Green & Green and Anor

Case

[2007] FamCA 382

24 January 2007


FAMILY COURT OF AUSTRALIA

GREEN & GREEN & ANOR [2007] FamCA 382
FAMILY LAW - APPEAL - Application to extend time to appeal - Appeal previously discontinued due to appellant’s impecuniosity - Application granted
FAMILY LAW - COSTS - Application for costs – Application not granted
Family Law Act 1975 (Cth)  s94; s 94(1A)
Family Law Rules 2004 (Cth) Ch 22

Gallo v Dawson (1990) 93 ALR 479
McMahon and McMahon (1976) FLC 90-038
Tormsen and Tormsen (1993) FLC 92-392
Bennett and Bennett (1990) 14 Fam LR 397
Sun Alliance Insurance Ltd v Massoud (1989) VR 8
Pierce v Pierce (1999) FLC 92-844
House v The King (1936) 55 CLR 499
Penfold v Penfold (1980) 144 CLR 311

APPLICANT: Green
1ST RESPONDENT: Green
2ND RESPONDENT: LKM
FILE NUMBER: SYF 4257 of 2004
APPEAL NUMBER: EA 72 of 2006
DATE DELIVERED: 24 January 2007
PLACE DELIVERED: Sydney
JUDGMENT OF: Boland J
HEARING DATE: 24 January 2007

REPRESENTATION

SOLICITOR FOR THE APPLICANT: Browns Family Lawyers
COUNSEL FOR THE 1ST RESPONDENT: Mr Lee
SOLICITOR FOR THE 1ST RESPONDENT: K L King & Associates
SOLICITOR FOR THE 2ND RESPONDENT: Senat & Associates (appearance mentioned by consent by applicant)

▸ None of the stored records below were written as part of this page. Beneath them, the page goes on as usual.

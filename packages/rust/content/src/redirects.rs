//! Legacy slug → canonical slug remapping.

use std::collections::BTreeMap;

/// A pluggable slug remapping table, loaded from `[redirects.*]` config.
#[derive(Debug, Clone, Default)]
pub struct SlugRedirects {
    map: BTreeMap<String, String>,
}

impl SlugRedirects {
    pub fn new(map: BTreeMap<String, String>) -> Self {
        Self { map }
    }

    /// Canonical slug for `slug`, if `slug` is a legacy alias of something else.
    pub fn resolve(&self, slug: &str) -> Option<&str> {
        self.map
            .get(slug)
            .map(String::as_str)
            .filter(|canonical| *canonical != slug)
    }

    pub fn len(&self) -> usize {
        self.map.len()
    }

    pub fn is_empty(&self) -> bool {
        self.map.is_empty()
    }
}

impl From<BTreeMap<String, String>> for SlugRedirects {
    fn from(map: BTreeMap<String, String>) -> Self {
        Self::new(map)
    }
}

IT IS NOTED IN CONNECTION WITH THESE ORDERS that the judgment of the Honourable Justice Boland delivered this day will for all publication and reporting purposes be referred to as Green v Green & Anor.

  1. That leave be granted to the applicant to file an Appeal against the orders of her Honour Justice Lawrie of 30 June 2006 and 21 July 2006 in the terms of the draft Notice of Appeal as annexed to the Application in a Case filed 23 January 2007.

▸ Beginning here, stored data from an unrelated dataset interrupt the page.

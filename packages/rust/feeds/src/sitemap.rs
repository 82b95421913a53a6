//! Sitemap XML: URL sets, the sitemap index, Google News and Discover feeds.
//!
//! Everything here is pure string building; callers hand in fully-qualified
//! URLs and timestamps.

use chrono::{DateTime, Duration, SecondsFormat, Utc};
use serde::Serialize;

const XML_DECL: &str = r#"<?xml version="1.0" encoding="UTF-8"?>"#;
const SITEMAP_NS: &str = "http://www.sitemaps.org/schemas/sitemap/0.9";
const NEWS_NS: &str = "http://www.google.com/schemas/sitemap-news/0.9";
const IMAGE_NS: &str = "http://www.google.com/schemas/sitemap-image/1.1";

/// Only posts younger than this appear in the news sitemap.
pub const NEWS_WINDOW_HOURS: i64 = 48;

/// Google News caps a news sitemap at 1000 URLs.
pub const NEWS_MAX_ENTRIES: usize = 1000;

/// Number of latest posts listed in the Discover sitemap.
pub const DISCOVER_MAX_ENTRIES: usize = 100;

/// Sub-sitemaps referenced by the index, in order.
pub const SUB_SITEMAPS: [&str; 9] = [
    "static",
    "blog",
    "expertise",
    "levee",
    "toolbox",
    "team",
    "portfolio",
    "news",
    "discover",
];

/// File name of a sub-sitemap (`blog` → `blog-sitemap.xml`).
pub fn sitemap_file_name(name: &str) -> String {
    format!("{name}-sitemap.xml")
}

// ---------------------------------------------------------------------------
// Policy
// ---------------------------------------------------------------------------

#[derive(Debug, Clone, Copy, PartialEq, Eq, Serialize)]
#[serde(rename_all = "lowercase")]
pub enum ChangeFreq {
    Daily,
    Weekly,
    Monthly,
}

impl ChangeFreq {
    pub fn as_str(self) -> &'static str {
        match self {
            Self::Daily => "daily",
            Self::Weekly => "weekly",
            Self::Monthly => "monthly",
        }
    }
}

/// Content kind of a sitemap URL; determines its crawl hints.
#[derive(Debug, Clone, Copy, PartialEq, Eq)]
pub enum UrlKind {
    Home,
    StaticPage,
    BlogPost,
    BlogCategory,
    Expertise,
    TeamMember,
    Portfolio,
    Toolbox,
    Levee,
    Discover,
}

impl UrlKind {
    /// `(changefreq, priority)` for this kind.
    pub fn policy(self) -> (ChangeFreq, f32) {
        match self {
            Self::Home => (ChangeFreq::Daily, 1.0),
            Self::StaticPage => (ChangeFreq::Monthly, 0.8),
            Self::BlogPost => (ChangeFreq::Weekly, 0.7),
            Self::BlogCategory => (ChangeFreq::Weekly, 0.6),
            Self::Expertise => (ChangeFreq::Monthly, 0.8),
            Self::TeamMember => (ChangeFreq::Monthly, 0.5),
            Self::Portfolio => (ChangeFreq::Monthly, 0.6),
            Self::Toolbox => (ChangeFreq::Weekly, 0.6),
            Self::Levee => (ChangeFreq::Daily, 0.6),
            Self::Discover => (ChangeFreq::Daily, 0.7),
        }
    }
}

// ---------------------------------------------------------------------------
// URL set
// ---------------------------------------------------------------------------

/// One `<url>` of a sitemap.
#[derive(Debug, Clone)]
pub struct UrlEntry {
    pub loc: String,
    pub lastmod: DateTime<Utc>,
    pub kind: UrlKind,
}

impl UrlEntry {
    pub fn new(loc: impl Into<String>, lastmod: DateTime<Utc>, kind: UrlKind) -> Self {
        Self {
            loc: loc.into(),
            lastmod,
            kind,
        }
    }
}

/// Builder for a `<urlset>` document.
#[derive(Debug, Clone, Default)]
pub struct UrlSet {
    entries: Vec<UrlEntry>,
}

impl UrlSet {
    pub fn new() -> Self {
        Self::default()
    }

    pub fn push(&mut self, entry: UrlEntry) {
        self.entries.push(entry);
    }

    pub fn len(&self) -> usize {
        self.entries.len()
    }

    pub fn is_empty(&self) -> bool {
        self.entries.is_empty()
    }

    pub fn render(&self) -> String {
        let mut out = String::with_capacity(128 + self.entries.len() * 192);
        out.push_str(XML_DECL);
        out.push('\n');
        out.push_str(&format!("<urlset xmlns=\"{SITEMAP_NS}\">\n"));
        for entry in &self.entries {
            let (freq, priority) = entry.kind.policy();
            out.push_str("  <url>\n");
            push_element(&mut out, 4, "loc", &entry.loc);
            push_element(&mut out, 4, "lastmod", &iso8601(entry.lastmod));
            push_element(&mut out, 4, "changefreq", freq.as_str());
            push_element(&mut out, 4, "priority", &format!("{priority:.1}"));
            out.push_str("  </url>\n");
        }
        out.push_str("</urlset>\n");
        out
    }
}

impl FromIterator<UrlEntry> for UrlSet {
    fn from_iter<I: IntoIterator<Item = UrlEntry>>(iter: I) -> Self {
        Self {
            entries: iter.into_iter().collect(),
        }
    }
}

// ---------------------------------------------------------------------------
// Index
// ---------------------------------------------------------------------------

/// Render the sitemap index pointing at every entry of [`SUB_SITEMAPS`].
pub fn render_index(base_url: &str, lastmod: DateTime<Utc>) -> String {
    let base = base_url.trim_end_matches('/');
    let stamp = iso8601(lastmod);

    let mut out = String::new();
    out.push_str(XML_DECL);
    out.push('\n');
    out.push_str(&format!("<sitemapindex xmlns=\"{SITEMAP_NS}\">\n"));
    for name in SUB_SITEMAPS {
        out.push_str("  <sitemap>\n");
        push_element(&mut out, 4, "loc", &format!("{base}/{}", sitemap_file_name(name)));
        push_element(&mut out, 4, "lastmod", &stamp);
        out.push_str("  </sitemap>\n");
    }
    out.push_str("</sitemapindex>\n");
    out
}

// ---------------------------------------------------------------------------
// Google News
// ---------------------------------------------------------------------------

/// Publication block of a news sitemap.
#[derive(Debug, Clone)]
pub struct Publication {
    pub name: String,
    /// ISO 639 language code.
    pub language: String,
}

#[derive(Debug, Clone)]
pub struct NewsEntry {
    pub loc: String,
    pub title: String,
    pub published_at: DateTime<Utc>,
}

/// Keep entries published within the news window before `now`, newest first,
/// capped at [`NEWS_MAX_ENTRIES`].
pub fn select_news(mut entries: Vec<NewsEntry>, now: DateTime<Utc>) -> Vec<NewsEntry> {
    let cutoff = now - Duration::hours(NEWS_WINDOW_HOURS);
    entries.retain(|e| e.published_at > cutoff && e.published_at <= now);
    entries.sort_by(|a, b| b.published_at.cmp(&a.published_at));
    entries.truncate(NEWS_MAX_ENTRIES);
    entries
}

/// Render a Google News sitemap from candidate entries.
pub fn render_news(
    entries: Vec<NewsEntry>,
    now: DateTime<Utc>,
    publication: &Publication,
) -> String {
    let entries = select_news(entries, now);

    let mut out = String::new();
    out.push_str(XML_DECL);
    out.push('\n');
    out.push_str(&format!(
        "<urlset xmlns=\"{SITEMAP_NS}\" xmlns:news=\"{NEWS_NS}\">\n"
    ));
    for entry in &entries {
        out.push_str("  <url>\n");
        push_element(&mut out, 4, "loc", &entry.loc);
        out.push_str("    <news:news>\n");
        out.push_str("      <news:publication>\n");
        push_element(&mut out, 8, "news:name", &publication.name);
        push_element(&mut out, 8, "news:language", &publication.language);
        out.push_str("      </news:publication>\n");
        push_element(&mut out, 6, "news:publication_date", &iso8601(entry.published_at));
        push_element(&mut out, 6, "news:title", &entry.title);
        out.push_str("    </news:news>\n");
        out.push_str("  </url>\n");
    }
    out.push_str("</urlset>\n");
    out
}

// ---------------------------------------------------------------------------
// Discover
// ---------------------------------------------------------------------------

#[derive(Debug, Clone)]
pub struct DiscoverEntry {
    pub loc: String,
    pub title: String,
    pub published_at: DateTime<Utc>,
    pub lastmod: DateTime<Utc>,
    pub image: Option<String>,
}

/// Render the Discover sitemap: the latest posts, with `image:image` entries
/// for those that have a featured image.
pub fn render_discover(mut entries: Vec<DiscoverEntry>) -> String {
    entries.sort_by(|a, b| b.published_at.cmp(&a.published_at));
    entries.truncate(DISCOVER_MAX_ENTRIES);
    let (freq, priority) = UrlKind::Discover.policy();

    let mut out = String::new();
    out.push_str(XML_DECL);
    out.push('\n');
    out.push_str(&format!(
        "<urlset xmlns=\"{SITEMAP_NS}\" xmlns:image=\"{IMAGE_NS}\">\n"
    ));
    for entry in &entries {
        out.push_str("  <url>\n");
        push_element(&mut out, 4, "loc", &entry.loc);
        push_element(&mut out, 4, "lastmod", &iso8601(entry.lastmod));
        push_element(&mut out, 4, "changefreq", freq.as_str());
        push_element(&mut out, 4, "priority", &format!("{priority:.1}"));
        if let Some(image) = &entry.image {
            out.push_str("    <image:image>\n");
            push_element(&mut out, 6, "image:loc", image);
            push_element(&mut out, 6, "image:title", &entry.title);
            out.push_str("    </image:image>\n");
        }
        out.push_str("  </url>\n");
    }
    out.push_str("</urlset>\n");
    out
}

// ---------------------------------------------------------------------------
// Helpers
// ---------------------------------------------------------------------------

/// ISO-8601 / W3C datetime, second precision, `Z` suffix.
pub fn iso8601(dt: DateTime<Utc>) -> String {
    dt.to_rfc3339_opts(SecondsFormat::Secs, true)
}

/// Escape the five XML special characters and drop characters XML 1.0 forbids.
pub fn escape_xml(text: &str) -> String {
    let mut out = String::with_capacity(text.len());
    for c in text.chars().filter(|c| is_xml_char(*c)) {
        match c {
            '&' => out.push_str("&amp;"),
            '<' => out.push_str("&lt;"),
            '>' => out.push_str("&gt;"),
            '"' => out.push_str("&quot;"),
            '\'' => out.push_str("&apos;"),
            _ => out.push(c),
        }
    }
    out
}

/// The XML 1.0 `Char` production.
fn is_xml_char(c: char) -> bool {
    matches!(
        c,
        '\t'
            | '\n'
            | '\r'
            | '\u{20}'..='\u{D7FF}'
            | '\u{E000}'..='\u{FFFD}'
            | '\u{10000}'..='\u{10FFFF}'
    )
}

fn push_element(out: &mut String, indent: usize, name: &str, text: &str) {
    out.push_str(&" ".repeat(indent));
    out.push_str(&format!("<{name}>{}</{name}>\n", escape_xml(text)));
}

#[cfg(test)]
mod tests {
    use super::*;
    use chrono::TimeZone;

    fn now() -> DateTime<Utc> {
        Utc.with_ymd_and_hms(2024, 6, 10, 12, 0, 0).unwrap()
    }

    fn news(slug: &str, hours_ago: i64) -> NewsEntry {
        NewsEntry {
            loc: format!("https://www.example.com/blog/{slug}"),
            title: slug.to_string(),
            published_at: now() - Duration::hours(hours_ago),
        }
    }

    #[test]
    fn policy_table() {
        assert_eq!(UrlKind::Home.policy(), (ChangeFreq::Daily, 1.0));
        assert_eq!(UrlKind::TeamMember.policy(), (ChangeFreq::Monthly, 0.5));
        assert_eq!(UrlKind::Levee.policy(), (ChangeFreq::Daily, 0.6));
        assert_eq!(UrlKind::Toolbox.policy(), (ChangeFreq::Weekly, 0.6));
    }

    #[test]
    fn urlset_renders_policy_and_escapes() {
        let set: UrlSet = [
            UrlEntry::new("https://www.example.com/", now(), UrlKind::Home),
            UrlEntry::new(
                "https://www.example.com/search?a=1&b=2",
                now(),
                UrlKind::StaticPage,
            ),
        ]
        .into_iter()
        .collect();

        let xml = set.render();
        assert!(xml.starts_with(XML_DECL));
        assert!(xml.contains("<loc>https://www.example.com/</loc>"));
        assert!(xml.contains("<lastmod>2024-06-10T12:00:00Z</lastmod>"));
        assert!(xml.contains("<changefreq>daily</changefreq>"));
        assert!(xml.contains("<priority>1.0</priority>"));
        assert!(xml.contains("<priority>0.8</priority>"));
        assert!(xml.contains("a=1&amp;b=2"));
        assert_eq!(xml.matches("<url>").count(), 2);
    }

    #[test]
    fn escape_covers_all_five() {
        assert_eq!(
            escape_xml(r#"<a href="x">Tom & Jerry's</a>"#),
            "&lt;a href=&quot;x&quot;&gt;Tom &amp; Jerry&apos;s&lt;/a&gt;"
        );
    }

    #[test]
    fn escape_drops_forbidden_control_characters() {
        assert_eq!(escape_xml("Titre\u{0b}vertical"), "Titrevertical");
        assert_eq!(escape_xml("a\u{0}b\u{1f}c\u{fffe}d\u{ffff}"), "abcd");
        assert_eq!(escape_xml("ligne 1\nligne 2\tfin\r"), "ligne 1\nligne 2\tfin\r");
        assert_eq!(escape_xml("émoji 🚀"), "émoji 🚀");
    }

    #[test]
    fn news_title_with_decoded_control_character_stays_well_formed() {
        let mut entry = news("article", 2);
        entry.title = vitrine_content::display_title("Titre&#11;x");
        let publication = Publication {
            name: "Vitrine".into(),
            language: "fr".into(),
        };
        let xml = render_news(vec![entry], now(), &publication);
        assert!(!xml.contains('\u{0b}'));
        assert!(xml.contains("<news:title>Titrex</news:title>"));
    }

    #[test]
    fn index_lists_nine_sitemaps() {
        let xml = render_index("https://www.example.com/", now());
        assert_eq!(xml.matches("<sitemap>").count(), 9);
        assert_eq!(xml.matches("<lastmod>2024-06-10T12:00:00Z</lastmod>").count(), 9);
        assert!(xml.contains("<loc>https://www.example.com/news-sitemap.xml</loc>"));
        assert!(xml.contains("<loc>https://www.example.com/static-sitemap.xml</loc>"));
    }

    #[test]
    fn news_window_is_strict() {
        let picked = select_news(vec![news("old", 49), news("fresh", 47), news("new", 1)], now());
        let slugs: Vec<_> = picked.iter().map(|e| e.title.as_str()).collect();
        assert_eq!(slugs, vec!["new", "fresh"]);
    }

    #[test]
    fn news_caps_entries() {
        let entries = (0..1200)
            .map(|i| NewsEntry {
                loc: format!("https://www.example.com/blog/p{i}"),
                title: format!("p{i}"),
                published_at: now() - Duration::minutes(i),
            })
            .collect();
        assert_eq!(select_news(entries, now()).len(), NEWS_MAX_ENTRIES);
    }

    #[test]
    fn news_renders_publication() {
        let publication = Publication {
            name: "Vitrine".into(),
            language: "fr".into(),
        };
        let xml = render_news(vec![news("levee-record", 2)], now(), &publication);
        assert!(xml.contains(NEWS_NS));
        assert!(xml.contains("<news:name>Vitrine</news:name>"));
        assert!(xml.contains("<news:language>fr</news:language>"));
        assert!(
            xml.contains("<news:publication_date>2024-06-10T10:00:00Z</news:publication_date>")
        );
        assert!(xml.contains("<news:title>levee-record</news:title>"));
    }

    #[test]
    fn discover_keeps_latest_with_images() {
        let mut entries: Vec<DiscoverEntry> = (0..120)
            .map(|i| DiscoverEntry {
                loc: format!("https://www.example.com/blog/p{i}"),
                title: format!("Post {i}"),
                published_at: now() - Duration::hours(i),
                lastmod: now(),
                image: None,
            })
            .collect();
        entries[0].image = Some("https://cdn.example.com/a.jpg".into());

        let xml = render_discover(entries);
        assert_eq!(xml.matches("<url>").count(), DISCOVER_MAX_ENTRIES);
        assert_eq!(xml.matches("<image:image>").count(), 1);
        assert!(xml.contains("<image:loc>https://cdn.example.com/a.jpg</image:loc>"));
        assert!(xml.contains("/blog/p0<"));
        assert!(!xml.contains("/blog/p100<"));
        assert!(xml.contains("<priority>0.7</priority>"));
    }
}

  2. That the proposed appeal be listed for hearing with appeal EA 72 of 2006.

  3. That the appeal books in EA 72 of 2006 be the appeal books for the proposed appeal.

  4. That in the event it is asserted by the husband, wife or [LKM] within 14 days of today’s date that any other document should be included in the appeal book for the proposed appeal then the Appeal Registrar shall settle the index for a supplementary appeal book including the date for filing thereof.

  5. The husband file and serve his outline of argument and list of authorities by 4.00 pm on 8 February 2007.

  6. The wife file and serve her outline of argument and list of authorities by 4.00 pm 22 February 2007.

  7. That each party pay their own costs of today’s proceedings.  

FAMILY COURT OF AUSTRALIA AT SYDNEY

Appeal Number: EA 72  of 2006
File Number: SYF 4257  of 2004

Green

Applicant

And

Green

1st Respondent

LKM

2nd Respondent

EX TEMPORE REASONS FOR JUDGMENT

Introduction

  1. The application before me is an amended application in a case filed 23 January 2007 by the husband.  The second respondent to the substantive proceedings before Lawrie J was LKM (“the appellant”).  She is the husband’s daughter from a prior marriage.  The first respondent is the wife.  The wife opposes the husband’s application.  The application is not opposed by the appellant.

  2. The appellant was originally the cross appellant in an appeal filed by the husband, which appeal was discontinued in August 2006.

The Application

  1. The formal application before me as I have already indicated is an amended application filed on behalf of the husband on 23 January 2007. In that application the husband seeks the following order:

    That leave be granted to the applicant herein to file an Appeal against the orders of Her Honour Justice Lawrie on 30 June 2006. and 21 July 2006 in the terms of the draft Notice of Appeal annexed hereto out of time.

  2. The application is supported by an affidavit of Mr B sworn 9 November 2006.

  3. The wife relies on her Response filed 22 January 2007 and an affidavit of her solicitor filed 22 January 2007.   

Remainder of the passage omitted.